On Monday evening, he took that leap.
Mr. Trump’s target was not Mr. Powell, the Fed chair, at least for now. Instead it was Lisa Cook, one of the Fed’s six other governors. The president, in a letter, said he was removing Ms. Cook “for cause,” citing allegations of mortgage fraud. Ms. Cook has not been charged with any crime.
But Mr. Trump has made little secret of his true aim. He wants to control the Fed.
Janet L. Yellen, who was Mr.

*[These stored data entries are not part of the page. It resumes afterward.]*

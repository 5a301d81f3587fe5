//! Core logger types and traits

pub mod config;
pub mod emitter;
pub mod error;
pub mod forward;
pub mod log_level;
pub mod logger;
pub mod metrics;
pub mod output_format;
pub mod record;
pub mod timestamp;

pub use config::LoggerConfig;
pub use emitter::{Closeable, Emitter, LevelAware};
pub use error::{LoggerError, Result};
pub use forward::{ForwardRecord, RemoteForward};
pub use log_level::{LevelRange, LogLevel};
pub use logger::{Logger, LoggerBuilder, DEFAULT_REMOTE_LEVEL};
pub use metrics::LoggerMetrics;
pub use output_format::OutputFormat;
pub use record::Record;
pub use timestamp::{Clock, FixedClock, SystemClock, TimestampFormat};
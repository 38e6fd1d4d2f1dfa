// src/source/mod.rs
pub mod fetcher;

use serde::{Deserialize, Serialize};
use thiserror::Error;

fn default_color() -> u32 {
    0x5865F2
}

/// Static description of one monitored source. Immutable after configuration.
#[derive(Debug, Clone, PartialEq, Eq, Serialize, Deserialize)]
pub struct SourceDescriptor {
    pub id: String,    // e.g., "appstore", "webpage"
    pub title: String, // embed title prefix, e.g., "App Store release"
    /// Endpoint the raw payload is fetched from.
    pub url: String,
    pub rule: ExtractionRule,
    /// Link shown in the notification embed.
    #[serde(default)]
    pub link: Option<String>,
    /// Embed accent color.
    #[serde(default = "default_color")]
    pub color: u32,
}

/// How a version string is pulled out of the raw payload.
#[derive(Debug, Clone, PartialEq, Eq, Serialize, Deserialize)]
#[serde(tag = "kind", rename_all = "snake_case")]
pub enum ExtractionRule {
    /// Exact field read from an app-store lookup payload, keyed by bundle id.
    AppStoreLookup { bundle_id: String },
    /// First match of `pattern` against unstructured page text. Capture
    /// group 1 is used when present, the whole match otherwise.
    PagePattern { pattern: String },
}

#[derive(Debug, Error)]
pub enum FetchError {
    #[error("request timed out")]
    Timeout,
    #[error("network error: {0}")]
    Network(String),
    #[error("unexpected status {0}")]
    Status(u16),
    #[error("payload parse failed: {0}")]
    Parse(String),
}
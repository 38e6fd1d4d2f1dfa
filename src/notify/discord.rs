use std::time::Duration;

use async_trait::async_trait;
use reqwest::Client;

use super::{build_payload, DeliveryError, Notify};
use crate::detector::Transition;

/// Posts release notifications to a Discord channel webhook.
///
/// Deliveries are fire-and-forget: the version store is committed before
/// dispatch, so a failed send is reported once and the next cycle sees the
/// new version as unchanged. No retry loop.
#[derive(Clone)]
pub struct DiscordNotifier {
    webhook: Option<String>,
    client: Client,
    timeout: Duration,
    quiet: bool,
}

impl DiscordNotifier {
    pub fn new(webhook: Option<String>, quiet: bool) -> Self {
        Self {
            webhook,
            client: Client::new(),
            timeout: Duration::from_secs(5),
            quiet,
        }
    }

    pub fn with_timeout(mut self, secs: u64) -> Self {
        self.timeout = Duration::from_secs(secs);
        self
    }
}

#[async_trait]
impl Notify for DiscordNotifier {
    async fn dispatch(&self, transition: &Transition) -> Result<(), DeliveryError> {
        let Some(url) = &self.webhook else {
            return Err(DeliveryError::NotConfigured);
        };

        let payload = build_payload(transition, self.quiet);

        let resp = self
            .client
            .post(url)
            .timeout(self.timeout)
            .json(&payload)
            .send()
            .await
            .map_err(|e| DeliveryError::Sink(e.to_string()))?;

        let status = resp.status();
        if !status.is_success() {
            return Err(DeliveryError::Status(status.as_u16()));
        }
        Ok(())
    }
}
//! Release Monitor binary entrypoint.
//! Boots the poll scheduler and the Axum HTTP server (liveness, status,
//! manual trigger, metrics).

use std::sync::Arc;

use anyhow::Context;
use chrono::Utc;
use tracing_subscriber::{fmt, prelude::*, EnvFilter};

use release_monitor::api::{self, AppState};
use release_monitor::config::MonitorConfig;
use release_monitor::detector::ChangeDetector;
use release_monitor::metrics::Metrics;
use release_monitor::notify::discord::DiscordNotifier;
use release_monitor::scheduler::PollScheduler;
use release_monitor::source::fetcher::HttpFetcher;
use release_monitor::store::VersionStore;

fn init_tracing() {
    let filter = EnvFilter::try_from_default_env()
        .unwrap_or_else(|_| EnvFilter::new("release_monitor=info,monitor=info,warn"));

    tracing_subscriber::registry()
        .with(filter)
        .with(fmt::layer().compact())
        .init();
}

#[tokio::main]
async fn main() -> anyhow::Result<()> {
    // Load .env in local/dev; no-op in prod environments.
    let _ = dotenvy::dotenv();
    init_tracing();

    let cfg = MonitorConfig::from_env().context("loading monitor configuration")?;
    tracing::info!(
        interval_secs = cfg.poll_interval.as_secs(),
        sources = cfg.sources.len(),
        quiet = cfg.quiet_mode,
        "configuration loaded"
    );

    let metrics = Metrics::init();

    let fetcher = Arc::new(HttpFetcher::new(cfg.fetch_timeout));
    let store = Arc::new(VersionStore::new());
    let detector = Arc::new(ChangeDetector::new(fetcher, store));
    let notifier = Arc::new(DiscordNotifier::new(cfg.webhook_url.clone(), cfg.quiet_mode));
    let scheduler = Arc::new(PollScheduler::new(
        cfg.sources.clone(),
        detector,
        notifier,
        cfg.poll_interval,
    ));

    let loop_handle = Arc::clone(&scheduler)
        .start()
        .context("scheduler was already started")?;

    let state = AppState {
        scheduler: Arc::clone(&scheduler),
        started_at: Utc::now(),
    };
    let app = api::create_router(state).merge(metrics.router());

    let port: u16 = std::env::var("PORT")
        .ok()
        .and_then(|v| v.parse().ok())
        .unwrap_or(8000);
    let listener = tokio::net::TcpListener::bind(("0.0.0.0", port))
        .await
        .with_context(|| format!("binding liveness endpoint on port {port}"))?;
    tracing::info!(port, "http endpoint listening");

    axum::serve(listener, app)
        .with_graceful_shutdown(async {
            let _ = tokio::signal::ctrl_c().await;
            tracing::info!("shutdown signal received");
        })
        .await
        .context("http server")?;

    // Let an in-flight cycle finish before the process exits.
    scheduler.shutdown();
    let _ = loop_handle.await;

    Ok(())
}
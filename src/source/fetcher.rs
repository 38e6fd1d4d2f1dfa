// src/source/fetcher.rs
use std::time::Duration;

use async_trait::async_trait;
use regex::Regex;

use super::{ExtractionRule, FetchError, SourceDescriptor};

/// Seam between the detector and the network. Production uses [`HttpFetcher`];
/// tests script outcomes per source.
#[async_trait]
pub trait VersionFetch: Send + Sync {
    async fn fetch(&self, descriptor: &SourceDescriptor) -> Result<String, FetchError>;
}

/// Fetches the raw payload over HTTP and applies the descriptor's
/// extraction rule. No shared mutable state; errors never cross this
/// boundary as panics.
pub struct HttpFetcher {
    client: reqwest::Client,
    timeout: Duration,
}

impl HttpFetcher {
    pub fn new(timeout: Duration) -> Self {
        Self {
            client: reqwest::Client::new(),
            timeout,
        }
    }
}

#[async_trait]
impl VersionFetch for HttpFetcher {
    async fn fetch(&self, descriptor: &SourceDescriptor) -> Result<String, FetchError> {
        let resp = self
            .client
            .get(&descriptor.url)
            .timeout(self.timeout)
            .send()
            .await
            .map_err(map_transport_err)?;

        let status = resp.status();
        if !status.is_success() {
            return Err(FetchError::Status(status.as_u16()));
        }

        let body = resp.text().await.map_err(map_transport_err)?;
        extract_version(&body, &descriptor.rule)
    }
}

fn map_transport_err(e: reqwest::Error) -> FetchError {
    if e.is_timeout() {
        FetchError::Timeout
    } else {
        FetchError::Network(e.to_string())
    }
}

/// Apply an extraction rule to a raw payload. Pure; exercised directly by
/// fixture tests below.
pub fn extract_version(body: &str, rule: &ExtractionRule) -> Result<String, FetchError> {
    match rule {
        ExtractionRule::AppStoreLookup { bundle_id } => extract_lookup_version(body, bundle_id),
        ExtractionRule::PagePattern { pattern } => extract_page_version(body, pattern),
    }
}

fn extract_lookup_version(body: &str, bundle_id: &str) -> Result<String, FetchError> {
    let v: serde_json::Value = serde_json::from_str(body)
        .map_err(|e| FetchError::Parse(format!("invalid lookup json: {e}")))?;
    let results = v
        .get("results")
        .and_then(|r| r.as_array())
        .ok_or_else(|| FetchError::Parse("lookup payload has no results array".into()))?;
    let entry = results
        .iter()
        .find(|r| r.get("bundleId").and_then(|b| b.as_str()) == Some(bundle_id))
        .ok_or_else(|| FetchError::Parse(format!("no lookup entry for bundle {bundle_id}")))?;
    entry
        .get("version")
        .and_then(|s| s.as_str())
        .map(|s| s.trim().to_string())
        .ok_or_else(|| FetchError::Parse("lookup entry has no version field".into()))
}

fn extract_page_version(body: &str, pattern: &str) -> Result<String, FetchError> {
    let re = Regex::new(pattern).map_err(|e| FetchError::Parse(format!("invalid pattern: {e}")))?;
    let caps = re
        .captures(body)
        .ok_or_else(|| FetchError::Parse("pattern not found in page".into()))?;
    let m = caps.get(1).or_else(|| caps.get(0)).map(|m| m.as_str());
    match m {
        Some(s) if !s.trim().is_empty() => Ok(s.trim().to_string()),
        _ => Err(FetchError::Parse("pattern matched an empty version".into())),
    }
}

Powell’s immediate predecessor as Fed chair and later served as Treasury secretary under President Joseph R. Biden Jr., said she was “utterly alarmed” by the move.
“I feel this is now turned into an all-out assault on the Federal Reserve and an attempt by President Trump to really gain control over decision-making at the Fed,” she said.
Peter Conti-Brown, an expert on Fed governance at the University of Pennsylvania, said Ms. Cook’s firing, if successful, would mark “the end of central bank independence as we know it.”
In the short term, Mr. Trump’s attempt to fire Ms. Cook creates more uncertainty at a critical moment for Fed policy. Ms. Cook has vowed to fight her ouster, and on Tuesday her lawyer promised to file a lawsuit challenging what he called an “illegal action.” Legal experts say she has a strong case given that she hasn’t been convicted of a crime and the fraud allegations involve her private conduct, not her work at the Fed.